Here at Tax Resolution Center...

Here at Tax Resolution Center...

Monday, September 28, 2015

Migration to EMV Chip Card Technology and Your Small Business

U.S. credit card companies are making the transition from magnetic stripe technology to cards with chips. Chip cards are payment cards that have an embedded chip, offering increased security when your customers use the chip to pay in store.  Chip cards are based on a global card payment standard called EMV, which stands for Europay, MasterCard and Visa, currently used in more than 80 countries around the world.  The United States is now in the process of making the migration to EMV technology.

In an effort to reduce fraud, EMV Chips are becoming the standard for integrated circuit cards (IC cards), IC card capable point-of-sale terminals, and automated teller machines.   Chip card transactions offer advanced security for in-store payments by making every transaction unique.  Chip cards are also much harder to counterfeit or copy.  If the card data and one-time card are stolen, the information cannot be used to create counterfeit cards and commit fraud.

For merchants and financial institutions, the switch to EMV means adding new in-store technology and internal processing systems.  To get chip-enabled for your business, contact your acquirer or payment services provider.

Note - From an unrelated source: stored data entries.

use std::sync::Arc;

use rand::{Rng, SeedableRng, rngs::StdRng};

use crate::{
    ev::EncodingManager,
    graph::{BaseGraph, Graph},
    storage::GraphDirectory,
    types::{EdgeId, NodeId},
    weighting::{FastestWeighting, ShortestWeighting},
};

pub enum RomaniaGraphCity {
    Arad = 1,
    Bucharest = 2,
    Craiova = 3,
    Dobreta = 4,
    Eforie = 5,
    Fagaras = 6,
    Giurgiu = 7,
    Hirsova = 8,
    Iasi = 9,
    Lugoj = 10,
    Mehadia = 11,
    Neamt = 12,
    Oradea = 13,
    Pitesti = 14,
    RimnicuVilcea = 15,
    Sibiu = 16,
    Timisoara = 17,
    Urziceni = 18,
    Vaslui = 19,
    Zerind = 20,
}

impl From<RomaniaGraphCity> for usize {
    fn from(value: RomaniaGraphCity) -> Self {
        value as usize
    }
}

pub fn car_encoding() -> Arc<EncodingManager> {
    Arc::new(
        EncodingManager::builder()
            .add_defaults()
            .build()
            .expect("default encoding is valid"),
    )
}

/// Sets car access and speed, a speed of 0 closes that direction
pub fn set_car_speed(graph: &mut BaseGraph, edge: EdgeId, forward_speed: f64, backward_speed: f64) {
    let encoding = graph.encoding().clone();
    let access = encoding.access_enc("car").unwrap();
    let speed = encoding.average_speed_enc("car").unwrap();

    let mut flags = encoding.create_edge_flags();
    access.set_bool(false, &mut flags, forward_speed > 0.0);
    access.set_bool(true, &mut flags, backward_speed > 0.0);
    speed.set_decimal(false, &mut flags, forward_speed).unwrap();
    speed.set_decimal(true, &mut flags, backward_speed).unwrap();
    graph.set_flags(edge, &flags).unwrap();
}

pub fn car_weighting(graph: &BaseGraph) -> FastestWeighting {
    FastestWeighting::for_vehicle(graph.encoding(), "car").unwrap()
}

/// Weight equals the distance in meters
pub fn romania_weighting(graph: &BaseGraph) -> ShortestWeighting {
    ShortestWeighting::for_vehicle(graph.encoding(), "car").unwrap()
}

fn romania_cities() -> Vec<(RomaniaGraphCity, f64, f64)> {
    vec![
        (RomaniaGraphCity::Arad, 46.1866, 21.3123),
        (RomaniaGraphCity::Bucharest, 44.4268, 26.1025),
        (RomaniaGraphCity::Craiova, 44.3302, 23.7949),
        (RomaniaGraphCity::Dobreta, 44.6369, 22.6597),
        (RomaniaGraphCity::Eforie, 44.0491, 28.6527),
        (RomaniaGraphCity::Fagaras, 45.8416, 24.9731),
        (RomaniaGraphCity::Giurgiu, 43.9037, 25.9699),
        (RomaniaGraphCity::Hirsova, 44.6893, 27.9457),
        (RomaniaGraphCity::Iasi, 47.1585, 27.6014),
        (RomaniaGraphCity::Lugoj, 45.6910, 21.9035),
        (RomaniaGraphCity::Mehadia, 44.9041, 22.3645),
        (RomaniaGraphCity::Neamt, 46.9275, 26.3708),
        (RomaniaGraphCity::Oradea, 47.0465, 21.9189),
        (RomaniaGraphCity::Pitesti, 44.8565, 24.8692),
        (RomaniaGraphCity::RimnicuVilcea, 45.0997, 24.3693),
        (RomaniaGraphCity::Sibiu, 45.7983, 24.1256),
        (RomaniaGraphCity::Timisoara, 45.7489, 21.2087),
        (RomaniaGraphCity::Urziceni, 44.7181, 26.6453),
        (RomaniaGraphCity::Vaslui, 46.6407, 27.7276),
        (RomaniaGraphCity::Zerind, 46.6225, 21.5174),
    ]
}

// https://user-images.githubusercontent.com/43790152/97784960-1a142580-1bc4-11eb-9070-39c03eb16df2.png
fn romania_roads() -> Vec<(RomaniaGraphCity, RomaniaGraphCity, f64)> {
    vec![
        (RomaniaGraphCity::Oradea, RomaniaGraphCity::Zerind, 71.0),
        (RomaniaGraphCity::Oradea, RomaniaGraphCity::Sibiu, 151.0),
        (RomaniaGraphCity::Zerind, RomaniaGraphCity::Arad, 75.0),
        (RomaniaGraphCity::Arad, RomaniaGraphCity::Sibiu, 140.0),
        (RomaniaGraphCity::Arad, RomaniaGraphCity::Timisoara, 118.0),
        (RomaniaGraphCity::Timisoara, RomaniaGraphCity::Lugoj, 111.0),
        (RomaniaGraphCity::Lugoj, RomaniaGraphCity::Mehadia, 70.0),
        (RomaniaGraphCity::Mehadia, RomaniaGraphCity::Dobreta, 75.0),
        (RomaniaGraphCity::Dobreta, RomaniaGraphCity::Craiova, 120.0),
        (RomaniaGraphCity::Craiova, RomaniaGraphCity::RimnicuVilcea, 146.0),
        (RomaniaGraphCity::Craiova, RomaniaGraphCity::Pitesti, 138.0),
        (RomaniaGraphCity::RimnicuVilcea, RomaniaGraphCity::Pitesti, 97.0),
        (RomaniaGraphCity::RimnicuVilcea, RomaniaGraphCity::Sibiu, 80.0),
        (RomaniaGraphCity::Sibiu, RomaniaGraphCity::Fagaras, 99.0),
        (RomaniaGraphCity::Fagaras, RomaniaGraphCity::Bucharest, 211.0),
        (RomaniaGraphCity::Pitesti, RomaniaGraphCity::Bucharest, 101.0),
        (RomaniaGraphCity::Bucharest, RomaniaGraphCity::Giurgiu, 90.0),
        (RomaniaGraphCity::Bucharest, RomaniaGraphCity::Urziceni, 85.0),
        (RomaniaGraphCity::Urziceni, RomaniaGraphCity::Hirsova, 98.0),
        (RomaniaGraphCity::Hirsova, RomaniaGraphCity::Eforie, 86.0),
        (RomaniaGraphCity::Urziceni, RomaniaGraphCity::Vaslui, 142.0),
        (RomaniaGraphCity::Vaslui, RomaniaGraphCity::Iasi, 92.0),
        (RomaniaGraphCity::Iasi, RomaniaGraphCity::Neamt, 87.0),
    ]
}

/// The romania road map, distances in kilometers from the map. Node 0 is
/// isolated.
pub fn create_romania_graph() -> BaseGraph {
    create_romania_graph_in(GraphDirectory::in_memory())
}

/// The romania road map stored in `directory`
pub fn create_romania_graph_in(directory: GraphDirectory) -> BaseGraph {
    let mut graph = BaseGraph::create(directory, car_encoding(), false, 1 << 10).unwrap();
    graph.set_node(0, 0.0, 0.0, None).unwrap();
    for (city, lat, lng) in romania_cities() {
        graph.set_node(city.into(), lat, lng, None).unwrap();
    }

    for (from, to, kilometers) in romania_roads() {
        let edge = graph
            .add_edge(from.into(), to.into(), kilometers * 1000.0)
            .unwrap();
        set_car_speed(&mut graph, edge, 100.0, 100.0);
    }

    graph.freeze();
    graph
}

/// `rows * cols` nodes `spacing` degrees apart, node `row * cols + col`.
/// Horizontal edges are added first, then vertical ones, all at 50 km/h.
pub fn grid_graph(rows: usize, cols: usize, spacing: f64) -> BaseGraph {
    let mut graph = BaseGraph::in_memory(car_encoding()).unwrap();
    for row in 0..rows {
        for col in 0..cols {
            graph
                .set_node(row * cols + col, row as f64 * spacing, col as f64 * spacing, None)
                .unwrap();
        }
    }

    let connect = |graph: &mut BaseGraph, from: NodeId, to: NodeId| {
        let distance = graph.node_point(from).haversine_distance(&graph.node_point(to));
        let edge = graph.add_edge(from, to, distance).unwrap();
        set_car_speed(graph, edge, 50.0, 50.0);
    };

    for row in 0..rows {
        for col in 1..cols {
            connect(&mut graph, row * cols + col - 1, row * cols + col);
        }
    }
    for row in 1..rows {
        for col in 0..cols {
            connect(&mut graph, (row - 1) * cols + col, row * cols + col);
        }
    }

    graph.freeze();
    graph
}

/// Connected random road network around (0, 0), with one-way streets and
/// different speeds per direction
pub fn random_graph(nodes: usize, extra_edges: usize, seed: u64) -> BaseGraph {
    let mut rng = StdRng::seed_from_u64(seed);
    let mut graph = BaseGraph::in_memory(car_encoding()).unwrap();

    for node in 0..nodes {
        let lat = rng.random_range(-0.05..0.05);
        let lng = rng.random_range(-0.05..0.05);
        graph.set_node(node, lat, lng, None).unwrap();
    }

    let add_road = |graph: &mut BaseGraph, rng: &mut StdRng, from: NodeId, to: NodeId| {
        let straight = graph.node_point(from).haversine_distance(&graph.node_point(to));
        let distance = straight * rng.random_range(1.0..1.4) + 1.0;
        let edge = graph.add_edge(from, to, distance).unwrap();

        let forward_speed = 5.0 * rng.random_range(2..=24) as f64;
        let backward_speed = if rng.random_bool(0.15) {
            0.0
        } else {
            5.0 * rng.random_range(2..=24) as f64
        };
        set_car_speed(graph, edge, forward_speed, backward_speed);
    };

    // A two-way spanning tree keeps every node reachable
    for node in 1..nodes {
        let parent = rng.random_range(0..node);
        let straight = graph.node_point(parent).haversine_distance(&graph.node_point(node));
        let edge = graph.add_edge(parent, node, straight + 1.0).unwrap();
        set_car_speed(&mut graph, edge, 50.0, 50.0);
    }

    for _ in 0..extra_edges {
        let from = rng.random_range(0..nodes);
        let to = rng.random_range(0..nodes);
        if from != to {
            add_road(&mut graph, &mut rng, from, to);
        }
    }

    graph.freeze();
    graph
}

The switch to EMV also means a change in liability for credit card fraud.  Today, if an in-store transaction is conducted using a counterfeit, stolen or otherwise compromised card, consumer losses from that transaction generally fall back on the payment processor or issuing bank, depending on the card’s terms and conditions.

Beginning on October 1, 2015, a deadline set major U.S. credit card issuers including MasterCard, Visa, Discover and American Express, the liability for card-present fraud will shift to whichever party is the least EMV-compliant in certain fraudulent transactions.